Julia default installation instructions include juliaup
, a handy manager that allows you to switch Julia versions and set the default one for your system. It has the same purpose as pyenv
.
For this exercise, you just need one version, let’s make it the latest: Julia 1.10.0 But if you want to see if you have other Julia installs on your computer, or what else you can do, in the terminal (or PowerShell if using Windows), type
juliaup
This will return a list of commands with explanations.

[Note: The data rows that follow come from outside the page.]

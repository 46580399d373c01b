pub mod launcher;

pub use launcher::DownloadLauncher;

/// Output port: publish domain events (no knowledge of transport).
pub trait EventPublisher<E>: Send + Sync + 'static {
    fn publish(&self, event: &E);
}

/// Publisher that drops every event. Useful where nobody listens.
pub struct NoopPublisher;

impl<E> EventPublisher<E> for NoopPublisher {
    fn publish(&self, _event: &E) {}
}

Once you’ve installed Julia, you can use it without further ado. Just type julia
in the terminal. This starts the Julia REPL, i.e. an interactive Julia interpreter. You quit using exit()
.
Visual Studio Code is popular and Julia community is very active in developing a Julia Extension for this IDE. Usually the website identifies your system and offers the right download. You can add the Julia Extension from within VS Code once it is running on your computer. It will use the Julia installation that is in your PATH
, which is usually what has been set by juliaup
.
If you are reluctant to install VS Code because of its tracking options, you can use VS Codium. It is the same IDE, but without tracking (for what it’s worth). I do not know how it affects work with Julia Extension, but tracking in the extension is disabled, unless you opt in.
Once in VS Code, you can either create scripts (a text file with a .jl
extension) and run them interactively or start the terminal within VS Code and run Julia commands in the same way as in the REPL.